======== Recorded data

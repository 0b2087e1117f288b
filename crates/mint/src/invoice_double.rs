//! In-memory invoice port: the Lightning test double.

use async_trait::async_trait;
use caravel_api::{CreatedInvoice, InvoiceError, InvoicePort, InvoiceRequest, InvoiceState, InvoiceStatus};
use caravel_crypto::sha256;
use caravel_types::Hex32;
use std::collections::HashMap;
use tokio::sync::Mutex;

struct Entry {
    status: InvoiceStatus,
    preimage_hex: String,
}

/// Scriptable invoice backend. Payment hashes are real preimage hashes, so
/// the L402 redemption path (`SHA256(preimage) == payment_hash`) can be
/// exercised end to end; tests fetch the preimage with [`Self::preimage`].
pub struct MemoryInvoicePort {
    invoices: Mutex<HashMap<Hex32, Entry>>,
    unreachable: Mutex<bool>,
    counter: Mutex<u64>,
}

impl MemoryInvoicePort {
    pub fn new() -> Self {
        Self {
            invoices: Mutex::new(HashMap::new()),
            unreachable: Mutex::new(false),
            counter: Mutex::new(0),
        }
    }

    /// Registers a settled invoice paid in full; returns its payment hash.
    pub async fn add_settled(&self, amount_sats: u64) -> Hex32 {
        self.add(amount_sats, amount_sats, true, InvoiceState::Settled)
            .await
    }

    /// Registers an open, unpaid invoice; returns its payment hash.
    pub async fn add_open(&self, amount_sats: u64) -> Hex32 {
        self.add(amount_sats, 0, false, InvoiceState::Open).await
    }

    /// Registers a settled but underpaid invoice.
    pub async fn add_underpaid(&self, value_sats: u64, paid_sats: u64) -> Hex32 {
        self.add(value_sats, paid_sats, true, InvoiceState::Settled)
            .await
    }

    async fn add(&self, value: u64, paid: u64, settled: bool, state: InvoiceState) -> Hex32 {
        let preimage = {
            let mut counter = self.counter.lock().await;
            *counter += 1;
            sha256(format!("preimage-{}", *counter).as_bytes())
        };
        let hash = Hex32::from_bytes(sha256(&preimage));
        self.invoices.lock().await.insert(
            hash,
            Entry {
                status: InvoiceStatus {
                    settled,
                    value_sats: value,
                    amt_paid_sats: paid,
                    state,
                },
                preimage_hex: hex::encode(preimage),
            },
        );
        hash
    }

    /// The hex preimage for an issued invoice. What a paying wallet would
    /// hand back to the client.
    pub async fn preimage(&self, payment_hash: &Hex32) -> Option<String> {
        self.invoices
            .lock()
            .await
            .get(payment_hash)
            .map(|e| e.preimage_hex.clone())
    }

    /// Marks an existing invoice as settled in full.
    pub async fn settle(&self, payment_hash: &Hex32) {
        if let Some(entry) = self.invoices.lock().await.get_mut(payment_hash) {
            entry.status.settled = true;
            entry.status.amt_paid_sats = entry.status.value_sats;
            entry.status.state = InvoiceState::Settled;
        }
    }

    /// Simulates the Lightning backend being down.
    pub async fn set_unreachable(&self, down: bool) {
        *self.unreachable.lock().await = down;
    }
}

impl Default for MemoryInvoicePort {
    fn default() -> Self {
        Self::new()
    }
}

#[async_trait]
impl InvoicePort for MemoryInvoicePort {
    async fn create_invoice(&self, req: InvoiceRequest) -> Result<CreatedInvoice, InvoiceError> {
        if *self.unreachable.lock().await {
            return Err(InvoiceError::Unavailable("backend down".into()));
        }
        let hash = self.add_open(req.value_sats).await;
        Ok(CreatedInvoice {
            payment_hash: hash,
            bolt11: format!("lnbcrt{}n1fake{}", req.value_sats, hash),
        })
    }

    async fn lookup_invoice(&self, payment_hash: &Hex32) -> Result<InvoiceStatus, InvoiceError> {
        if *self.unreachable.lock().await {
            return Err(InvoiceError::Unavailable("backend down".into()));
        }
        self.invoices
            .lock()
            .await
            .get(payment_hash)
            .map(|e| e.status)
            .ok_or(InvoiceError::NotFound)
    }
}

================

§ What you need to do: Look above for every line with the word "Mutex" and copy it.

§ Your response:
use tokio::sync::Mutex;
    invoices: Mutex<HashMap<Hex32, Entry>>,
    unreachable: Mutex<bool>,
    counter: Mutex<u64>,
            invoices: Mutex::new(HashMap::new()),
            unreachable: Mutex::new(false),
            counter: Mutex::new(0),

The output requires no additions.